And also just practically, ensuring a safe power down could be in the order
of a second, so it would be quite a capacitor.

> 
> Given these considerations, it's crucial to understand that such design choices
> aren't merely "hacks". They represent a balance between different types of
> trade-offs.
> 
>>>> It feels like if we're concerned about mitigating physical damage during
>>>> the process of power failure that's a very limited set of devices - the
>>>> storage case where we're in the middle of writing to flash or whatever
>>>> is the most obvious case.
>>
>>> Then why isn't userspace handling this?  This is a policy decision that
>>> it needs to take to properly know what hardware needs to be shut down,
>>> and what needs to happen in order to do that (i.e. flush, unmount,
>>> etc.?)  And userspace today should be able to say, "power down this
>>> device now!" for any device in the system based on the sysfs device
>>> tree, or at the very least, force it to a specific power state.  So why
>>> not handle this policy there?
>>
>> Given the tight timelines it does seem reasonable to have some of this
>> in the kernel - the specific decisions about how to handle these events
>> can always be controlled from userspace (eg, with a sysfs file like we
>> do for autosuspend delay times which seem to be in a similar ballpark).
> 
> Upon investigating the feasibility of a user space solution for eMMC
> power control, I've concluded that it's likely not possible. The primary
> issue is that most board designs don't include reset signaling for
> eMMCs.

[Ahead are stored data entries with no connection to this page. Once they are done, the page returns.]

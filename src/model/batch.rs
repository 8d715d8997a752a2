use std::fmt;
use std::sync::Arc;

use serde::{Deserialize, Serialize};

use super::Demand;

/// Identifier assigned to a batch by its source.
#[derive(Debug, Clone, PartialEq, Eq, PartialOrd, Ord, Hash, Serialize, Deserialize)]
#[serde(transparent)]
pub struct BatchId(Arc<str>);

impl BatchId {
    pub fn new(id: impl Into<Arc<str>>) -> Self {
        Self(id.into())
    }

    pub fn as_str(&self) -> &str {
        &self.0
    }
}

impl fmt::Display for BatchId {
    fn fmt(&self, f: &mut fmt::Formatter<'_>) -> fmt::Result {
        f.write_str(&self.0)
    }
}

impl From<&str> for BatchId {
    fn from(s: &str) -> Self {
        Self::new(s)
    }
}

impl From<String> for BatchId {
    fn from(s: String) -> Self {
        Self::new(s)
    }
}

/// A set of demands processed in one planning round.
#[derive(Debug, Clone, PartialEq)]
pub struct Batch {
    pub id: BatchId,
    pub demands: Vec<Demand>,
    /// Built from previously unplaced demands rather than submitted by the source.
    pub synthetic: bool,
    /// For synthetic batches: the most recent fresh batch, used as the submission id.
    pub origin: Option<BatchId>,
}

impl Batch {
    /// A batch as submitted by a source.
    pub fn fresh(id: impl Into<BatchId>, demands: Vec<Demand>) -> Self {
        Self {
            id: id.into(),
            demands,
            synthetic: false,
            origin: None,
        }
    }

    /// A batch recycled from the accumulation buffer.
    pub fn synthetic(seq: u64, demands: Vec<Demand>, origin: Option<BatchId>) -> Self {
        Self {
            id: BatchId::new(format!("unplaced-{seq}")),
            demands,
            synthetic: true,
            origin,
        }
    }

    /// The id results of this batch are reported under, if any.
    pub fn submission_id(&self) -> Option<&BatchId> {
        if self.synthetic {
            self.origin.as_ref()
        } else {
            Some(&self.id)
        }
    }

    pub fn total_quantity(&self) -> u64 {
        self.demands.iter().map(|d| u64::from(d.quantity)).sum()
    }
}
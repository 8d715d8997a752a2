//! # Fleet: runs the coordinator, the poller and the workers.
//!
//! The [`Fleet`] owns the event bus, the subscriber list, the directory and the
//! root cancellation token. [`Fleet::run`] spawns every actor into one `JoinSet`
//! and keeps going until an OS signal, [`FleetHandle::shutdown`], or the
//! coordinator stopping on its own.
//!
//! ```text
//! run()
//!   ├─► listener: Bus.subscribe() ─► SubscriberSet::emit()
//!   ├─► spawn CoordinatorActor::run(child token)
//!   ├─► spawn run_poller(source, ...)              (if a source is set)
//!   ├─► spawn WorkerActor::run(child token) × N
//!   │
//!   ├─ loop select! {
//!   │     signal / stop token / coordinator exit → break
//!   │     spawn request                          → spawn WorkerActor
//!   │     actor joined                           → forget its name
//!   │  }
//!   │
//!   └─► ShutdownRequested → token.cancel() → wait_all_with_grace(cfg.grace)
//!             ├─ all joined → AllStoppedWithin
//!             └─ timeout    → GraceExceeded{stuck}, abort the rest
//! ```
//!
//! The subscriber set is drained before `run` returns, so the final events
//! reach every subscriber.

use std::collections::HashMap;
use std::sync::Arc;

use tokio::sync::{broadcast, mpsc};
use tokio::task::{Id, JoinSet};
use tokio_util::sync::CancellationToken;

use super::handle::{FleetHandle, WorkerSpec};
use super::shutdown;
use crate::config::Config;
use crate::coordinator::{CoordinatorActor, CoordinatorHandle};
use crate::directory::Directory;
use crate::error::RuntimeError;
use crate::events::{Bus, Event, EventKind};
use crate::source::{BatchSource, run_poller};
use crate::subscribers::{Subscribe, SubscriberSet};
use crate::worker::WorkerActor;

/// Names of running actors, by task id.
type Roster = HashMap<Id, String>;

/// An assembled fleet, ready to [`run`](Fleet::run). Built by [`FleetBuilder`](super::FleetBuilder).
pub struct Fleet {
    pub(crate) cfg: Config,
    pub(crate) bus: Bus,
    pub(crate) directory: Directory,
    pub(crate) subscribers: Vec<Arc<dyn Subscribe>>,
    pub(crate) coordinator: CoordinatorActor,
    pub(crate) coordinator_handle: CoordinatorHandle,
    pub(crate) source: Option<Arc<dyn BatchSource>>,
    pub(crate) workers: Vec<WorkerSpec>,
    pub(crate) stop: CancellationToken,
    pub(crate) spawn_tx: mpsc::UnboundedSender<WorkerSpec>,
    pub(crate) spawn_rx: mpsc::UnboundedReceiver<WorkerSpec>,
}

impl Fleet {
    /// Handle for submitting batches, adding workers, watching events and stopping.
    pub fn handle(&self) -> FleetHandle {
        FleetHandle {
            coordinator: self.coordinator_handle.clone(),
            directory: self.directory.clone(),
            bus: self.bus.clone(),
            stop: self.stop.clone(),
            spawn_tx: self.spawn_tx.clone(),
        }
    }

    pub fn config(&self) -> &Config {
        &self.cfg
    }

    /// Runs until shutdown is requested, then stops every actor within `cfg.grace`.
    ///
    /// Returns [`RuntimeError::GraceExceeded`] if some actors had to be aborted.
    pub async fn run(self) -> Result<(), RuntimeError> {
        let Fleet {
            cfg,
            bus,
            directory,
            subscribers,
            coordinator,
            coordinator_handle,
            source,
            workers,
            stop,
            spawn_tx,
            mut spawn_rx,
        } = self;
        drop(spawn_tx);

        let listener_stop = CancellationToken::new();
        let listener = tokio::spawn(subscriber_listener(
            bus.subscribe(),
            SubscriberSet::new(subscribers, bus.clone()),
            listener_stop.clone(),
        ));

        let token = CancellationToken::new();
        let mut set: JoinSet<()> = JoinSet::new();
        let mut roster = Roster::new();

        let coordinator_name = coordinator.name().to_string();
        let coordinator_id = set.spawn(coordinator.run(token.child_token())).id();
        roster.insert(coordinator_id, coordinator_name);

        if let Some(source) = source {
            let name = format!("poller:{}", source.name());
            let poller = run_poller(
                source,
                coordinator_handle.clone(),
                cfg.poll.backoff(),
                bus.clone(),
                token.child_token(),
            );
            roster.insert(set.spawn(poller).id(), name);
        }

        for spec in &workers {
            spawn_worker(&mut set, &mut roster, spec, &cfg, &directory, &bus, &token);
        }

        let signal = shutdown::wait_for_shutdown_signal();
        tokio::pin!(signal);
        let mut signal_armed = true;

        let reason = loop {
            tokio::select! {
                res = &mut signal, if signal_armed => match res {
                    Ok(()) => break "signal",
                    Err(error) => {
                        tracing::warn!(%error, "cannot listen for termination signals");
                        signal_armed = false;
                    }
                },
                _ = stop.cancelled() => break "requested",
                Some(spec) = spawn_rx.recv() => {
                    spawn_worker(&mut set, &mut roster, &spec, &cfg, &directory, &bus, &token);
                }
                Some(joined) = set.join_next_with_id(), if !set.is_empty() => {
                    let id = match joined {
                        Ok((id, ())) => id,
                        Err(e) => {
                            tracing::error!(error = %e, "actor task failed");
                            e.id()
                        }
                    };
                    roster.remove(&id);
                    if id == coordinator_id {
                        break "coordinator stopped";
                    }
                }
            }
        };

        bus.publish(Event::new(EventKind::ShutdownRequested).with_reason(reason));
        token.cancel();
        spawn_rx.close();
        let result = wait_all_with_grace(&mut set, &mut roster, &cfg, &bus).await;

        listener_stop.cancel();
        if listener.await.is_err() {
            tracing::warn!("subscriber listener ended abnormally");
        }
        result
    }
}

fn spawn_worker(
    set: &mut JoinSet<()>,
    roster: &mut Roster,
    spec: &WorkerSpec,
    cfg: &Config,
    directory: &Directory,
    bus: &Bus,
    token: &CancellationToken,
) {
    let actor = WorkerActor::new(
        spec.params(cfg),
        directory.clone(),
        bus.clone(),
        cfg.mailbox_capacity_clamped(),
    );
    let id = set.spawn(actor.run(token.child_token())).id();
    roster.insert(id, spec.name.clone());
}

/// Forwards bus events to the subscriber set until stopped, then drains both.
async fn subscriber_listener(
    mut rx: broadcast::Receiver<Event>,
    set: SubscriberSet,
    stop: CancellationToken,
) {
    loop {
        tokio::select! {
            biased;
            received = rx.recv() => match received {
                Ok(ev) => set.emit(ev),
                Err(broadcast::error::RecvError::Lagged(n)) => {
                    tracing::warn!(skipped = n, "subscriber listener lagged behind the bus");
                }
                Err(broadcast::error::RecvError::Closed) => break,
            },
            _ = stop.cancelled() => break,
        }
    }
    while let Ok(ev) = rx.try_recv() {
        set.emit(ev);
    }
    set.shutdown().await;
}

/// Waits for every actor within the grace period; aborts the stragglers.
async fn wait_all_with_grace(
    set: &mut JoinSet<()>,
    roster: &mut Roster,
    cfg: &Config,
    bus: &Bus,
) -> Result<(), RuntimeError> {
    let grace = cfg.grace;
    let done = async {
        while let Some(joined) = set.join_next_with_id().await {
            let id = match joined {
                Ok((id, ())) => id,
                Err(e) => e.id(),
            };
            roster.remove(&id);
        }
    };

    if tokio::time::timeout(grace, done).await.is_ok() {
        bus.publish(Event::new(EventKind::AllStoppedWithin));
        return Ok(());
    }

    let mut stuck: Vec<String> = roster.drain().map(|(_, name)| name).collect();
    stuck.sort();
    set.abort_all();
    bus.publish(
        Event::new(EventKind::GraceExceeded)
            .with_count(stuck.len())
            .with_reason(stuck.join(",")),
    );
    Err(RuntimeError::GraceExceeded { grace, stuck })
}
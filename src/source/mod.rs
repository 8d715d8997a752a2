//! # Batch boundary.
//!
//! A [`BatchSource`] hands demand batches to the fleet and receives one
//! [`SolutionReport`](crate::model::SolutionReport) per completed round.
//! The fleet drives it from a single poller task (see [`run_poller`]):
//!
//! ```text
//!   BatchSource ──poll_next_batch──► poller ──Command::Submit──► Coordinator
//!        ▲                             │ empty / error → BackoffPolicy sleep
//!        └──────submit_solution────────┴──────────────── (spawned per round)
//! ```
//!
//! Built-ins:
//! - [`InMemorySource`]: a queue fed by the embedding code (tests, demos).
//! - [`SnapshotSource`]: decorator that stores each submitted report as pretty JSON.
//! - `HttpSource` (feature `http`): polls a backend over HTTP.

mod memory;
mod poller;
mod snapshot;

#[cfg(feature = "http")]
mod http;

pub use memory::InMemorySource;
pub use poller::run_poller;
pub use snapshot::SnapshotSource;

#[cfg(feature = "http")]
pub use http::HttpSource;

use async_trait::async_trait;

use crate::error::SourceError;
use crate::model::{Batch, SolutionReport};

/// Pull-based source of demand batches.
#[async_trait]
pub trait BatchSource: Send + Sync + 'static {
    /// Next batch, or `None` when nothing is waiting.
    async fn poll_next_batch(&self) -> Result<Option<Batch>, SourceError>;

    /// Delivers the result of one round.
    async fn submit_solution(&self, report: &SolutionReport) -> Result<(), SourceError>;

    /// Human-readable name (for logs).
    fn name(&self) -> &'static str {
        std::any::type_name::<Self>()
    }
}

Additionally, the eMMC power rail is usually linked to the
> system's main power controller. While powering off is doable, cleanly
> powering it back on isn’t feasible. This is especially problematic when
> the rootfs is located on the eMMC, as power cycling the storage device
> could lead to system instability.
> 
> Therefore, any user space method to power off eMMC wouldn't be reliable
> or safe, as there's no way to ensure it can be turned back on without
> risking the integrity of the system. The design rationale is clear:
> avoiding the risks associated with powering off the primary storage
> device.
> 
> Considering these constraints, the only practical implementation I see
> is integrating this functionality into the system's shutdown sequence.
> This approach ensures a controlled environment for powering off the
> eMMC, avoiding potential issues.

You don't need the RST signal, in fact even if you had it it would be
the wrong thing to do. (Implementation is vendor-specific but RST
assumes that eMMCs' VCC and VCCQ are left untouched.)
You can try turning off eMMC cache completely and/or sending power down
notification on 'emergency shutdown', but since power-loss/fail behavior
is vendor-specific asking the storage device vendor how to ensure a safe
power-down.
Anyway the proper eMMC power-down methods are up to a second in timeouts,
so infeasible for your requirements from what I can see.

BR,
Christian